But the tallest tower in
Europe?
First, Marcus, it will
only be the tallest for a few weeks! I’m joking. It’s not the highest because
we have been struggling to make it the highest. It’s not the highest when you
stop here. We didn’t try to beat any record.
But I think you are
touching something very important, which is the discussion about style,
the griffe, the recognisable gesture. I believe this is part of
the star system of architects but its not a good story for architecture because
it doesn’t celebrate architecture but celebrates the architects. I think in the
end is not good for architecture because in the end it limits the freedom.
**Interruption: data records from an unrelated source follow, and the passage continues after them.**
// crates/diaglog-translator/src/interpolate/tests.rs
// ============================================================================
// Module: Template Interpolation Tests
// Description: Unit tests for placeholder substitution and edge cases.
// Purpose: Pin single-pass substitution and literal handling of unknown names.
// Dependencies: diaglog-translator, serde_json
// ============================================================================

// ============================================================================
// SECTION: Lint Configuration
// ============================================================================

#![allow(
    clippy::unwrap_used,
    clippy::expect_used,
    clippy::panic,
    reason = "Test-only assertions use unwrap/expect for clarity."
)]

// ============================================================================
// SECTION: Imports
// ============================================================================

use std::collections::BTreeMap;

use serde_json::Value;
use serde_json::json;

use super::interpolate;
use super::placeholders;

fn args(pairs: &[(&str, Value)]) -> BTreeMap<String, Value> {
    pairs.iter().map(|(k, v)| ((*k).to_string(), v.clone())).collect()
}

// ============================================================================
// SECTION: Substitution
// ============================================================================

#[test]
fn substitutes_single_placeholder() {
    let rendered =
        interpolate("Profile was read from {name}.", &args(&[("name", json!("/etc/p.json"))]));
    assert_eq!(rendered, "Profile was read from /etc/p.json.");
}

#[test]
fn substitutes_repeated_and_multiple_placeholders() {
    let rendered = interpolate(
        "{ns} for {name}/{type}/{class}; again {ns}",
        &args(&[
            ("ns", json!("ns1.example")),
            ("name", json!("example.com")),
            ("type", json!("SOA")),
            ("class", json!("IN")),
        ]),
    );
    assert_eq!(rendered, "ns1.example for example.com/SOA/IN; again ns1.example");
}

#[test]
fn renders_non_string_values() {
    let rendered = interpolate(
        "Big packet size ({size}) via {servers}",
        &args(&[("size", json!(4096)), ("servers", json!(["a", "b"]))]),
    );
    assert_eq!(rendered, "Big packet size (4096) via a, b");
}

#[test]
fn missing_argument_is_left_literal() {
    assert_eq!(
        interpolate("Fatal error in {module}: {msg}", &BTreeMap::new()),
        "Fatal error in {module}: {msg}"
    );
}

#[test]
fn substituted_values_are_not_rescanned() {
    let rendered = interpolate("{a} and {b}", &args(&[("a", json!("{b}")), ("b", json!("B"))]));
    assert_eq!(rendered, "{b} and B");
}

#[test]
fn malformed_braces_are_emitted_as_is() {
    let empty = BTreeMap::new();
    assert_eq!(interpolate("Hello {world", &empty), "Hello {world");
    assert_eq!(interpolate("Hello {}", &empty), "Hello {}");
    assert_eq!(interpolate("{a b} {{x}}", &args(&[("x", json!("X"))])), "{a b} {X}");
    assert_eq!(interpolate("closing } only", &empty), "closing } only");
    assert_eq!(interpolate("{", &empty), "{");
}

#[test]
fn handles_non_ascii_text() {
    let rendered = interpolate(
        "Både {ns} och {zone} är avstängda",
        &args(&[("ns", json!("ns1")), ("zone", json!("exempel.se"))]),
    );
    assert_eq!(rendered, "Både ns1 och exempel.se är avstängda");
}

// ============================================================================
// SECTION: Placeholder Discovery
// ============================================================================

#[test]
fn placeholders_lists_names_in_order() {
    assert_eq!(
        placeholders("DNS query to {ns} for {name}/{type}/{class} failed with error: {message}"),
        vec!["ns", "name", "type", "class", "message"]
    );
    assert!(placeholders("Both IPv4 and IPv6 are disabled.").is_empty());
    assert_eq!(placeholders("{a}{a} {bad name} {"), vec!["a", "a"]);
}

// ============================================================================
// SECTION: Properties
// ============================================================================

mod properties {
    use std::collections::BTreeMap;

    use proptest::prelude::*;
    use serde_json::json;

    use super::super::interpolate;

    proptest! {
        #[test]
        fn templates_without_braces_are_unchanged(template in "[^{}]{0,64}") {
            prop_assert_eq!(interpolate(&template, &BTreeMap::new()), template);
        }

        #[test]
        fn placeholder_is_replaced_by_value(
            prefix in "[^{}]{0,16}",
            suffix in "[^{}]{0,16}",
            name in "[a-z_][a-z0-9_]{0,8}",
            value in "[^{}]{0,16}",
        ) {
            let template = format!("{prefix}{{{name}}}{suffix}");
            let mut args = BTreeMap::new();
            args.insert(name.clone(), json!(value.clone()));
            let rendered = interpolate(&template, &args);
            let placeholder = format!("{{{name}}}");
            prop_assert_eq!(&rendered, &format!("{prefix}{value}{suffix}"));
            prop_assert!(!rendered.contains(&placeholder));
        }

        #[test]
        fn interpolation_never_panics(template in ".{0,64}", value in ".{0,16}") {
            let mut args = BTreeMap::new();
            args.insert("x".to_string(), json!(value));
            let _ = interpolate(&template, &args);
        }
    }
}
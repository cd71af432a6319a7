// crates/diaglog-config/tests/load_validation.rs
// ============================================================================
// Module: Config Load Validation Tests
// Description: Bounded file loading and its fail-closed guards.
// Purpose: Ensure oversized, non-UTF-8, and unreasonable inputs are rejected.
// Dependencies: diaglog-config, tempfile
// ============================================================================

//! ## Overview
//! Exercises [`diaglog_config::TranslatorConfig::load`] against real files.

#![allow(
    clippy::panic,
    clippy::print_stdout,
    clippy::print_stderr,
    clippy::unwrap_used,
    clippy::expect_used,
    clippy::use_debug,
    clippy::dbg_macro,
    clippy::panic_in_result_fn,
    clippy::unwrap_in_result,
    reason = "Test-only output and panic-based assertions are permitted."
)]

// ============================================================================
// SECTION: Imports
// ============================================================================

use std::fs;
use std::path::PathBuf;

use diaglog_config::ConfigError;
use diaglog_config::MAX_CONFIG_FILE_BYTES;
use diaglog_config::MAX_CONFIG_PATH_BYTES;
use diaglog_config::TranslatorConfig;
use tempfile::TempDir;

// ============================================================================
// SECTION: Helpers
// ============================================================================

type TestResult = Result<(), String>;

fn assert_invalid(result: Result<TranslatorConfig, ConfigError>, needle: &str) -> TestResult {
    match result {
        Err(error) if error.to_string().contains(needle) => Ok(()),
        Err(error) => Err(format!("expected error containing {needle:?}, got {error}")),
        Ok(_) => Err(format!("expected error containing {needle:?}, got ok")),
    }
}

fn write_config(dir: &TempDir, bytes: &[u8]) -> Result<PathBuf, String> {
    let path = dir.path().join("diaglog.toml");
    fs::write(&path, bytes).map_err(|err| err.to_string())?;
    Ok(path)
}

// ============================================================================
// SECTION: Tests
// ============================================================================

#[test]
fn load_reads_valid_file() -> TestResult {
    let dir = TempDir::new().map_err(|err| err.to_string())?;
    let path = write_config(
        &dir,
        r#"
locale = "sv_SE.UTF-8"

[translations.sv]
"Profile was read from {name}." = "Profilen lästes från {name}."
"#.as_bytes(),
    )?;
    let config = TranslatorConfig::load(Some(&path)).map_err(|err| err.to_string())?;
    assert_eq!(config.locale.as_deref(), Some("sv_SE.UTF-8"));
    assert_eq!(config.translation_table().len(), 1);
    Ok(())
}

#[test]
fn load_rejects_missing_file() {
    let dir = TempDir::new().unwrap();
    let result = TranslatorConfig::load(Some(&dir.path().join("absent.toml")));
    assert!(matches!(result, Err(ConfigError::Io(_))));
}

#[test]
fn load_rejects_oversized_file() -> TestResult {
    let dir = TempDir::new().map_err(|err| err.to_string())?;
    let mut content = b"# ".to_vec();
    content.resize(MAX_CONFIG_FILE_BYTES + 1, b'x');
    let path = write_config(&dir, &content)?;
    assert_invalid(TranslatorConfig::load(Some(&path)), "config file exceeds size limit")
}

#[test]
fn load_accepts_file_at_size_limit() -> TestResult {
    let dir = TempDir::new().map_err(|err| err.to_string())?;
    let mut content = b"# ".to_vec();
    content.resize(MAX_CONFIG_FILE_BYTES, b'x');
    let path = write_config(&dir, &content)?;
    TranslatorConfig::load(Some(&path)).map_err(|err| err.to_string())?;
    Ok(())
}

#[test]
fn load_rejects_non_utf8_file() -> TestResult {
    let dir = TempDir::new().map_err(|err| err.to_string())?;
    let path = write_config(&dir, &[b'#', b' ', 0xFF, 0xFE, b'\n'])?;
    assert_invalid(TranslatorConfig::load(Some(&path)), "config file must be utf-8")
}

#[test]
fn load_rejects_overlong_path() -> TestResult {
    let path = PathBuf::from("a/".repeat(MAX_CONFIG_PATH_BYTES / 2 + 1));
    assert_invalid(TranslatorConfig::load(Some(&path)), "config path exceeds max length")
}

#[test]
fn load_rejects_overlong_component() -> TestResult {
    let path = PathBuf::from("c".repeat(300));
    assert_invalid(TranslatorConfig::load(Some(&path)), "config path component too long")
}

#[test]
fn load_validates_after_parsing() -> TestResult {
    let dir = TempDir::new().map_err(|err| err.to_string())?;
    let path = write_config(&dir, b"base_module = \"\"\n")?;
    assert_invalid(TranslatorConfig::load(Some(&path)), "base_module must be non-empty")
}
You
as an architect – let's assume you have a certain success; you are always
pushed to repeat yourself. It’s not just true for architects; it’s also true
for painters, writers, film makers. If you do something, people will ask you to
do it again. But this is not a good story; this is a lack of freedom.
Everybody talks about a
lack of freedom but probably the most difficult freedom to keep is not from
other people but from yourself. Freedom from other people is quite easy; if you
have a tough group of people working together as we are – honestly, we defend
our freedom quite well – but the most dangerous freedom to defend is the one
with yourself. Because you get used, you become self-referential, because
things go well. So you fall in the big trap, which is the one of recognisable
signature. The idea that you do things this way. So immediately people say that
is Pierre Cardin, Hermes or whatever. I’m not saying this to be a moralist; I
hate this idea of a repetitive gesture or a self-referential attitude; I hate
this idea of being trapped by the need to promote your griffe – your label – but at the same time I love the
idea of coherence. I love the idea that an architect has their own language. We
have to constantly fight against the temptation to repeat yourself.
You come from a family of
builders. How did this affect your architecture?
Architecture is not
construction. Architecture is art, but art vastly contaminated by many other
things. Contaminated in the best sense of the word – fed, fertilised by many
things. But I came to this attitude that architecture is art starting as a
builder.
And this was good because
it kept me away from academia when I was young. When you are young as an
architect you are always in danger of falling in to the trap of academia.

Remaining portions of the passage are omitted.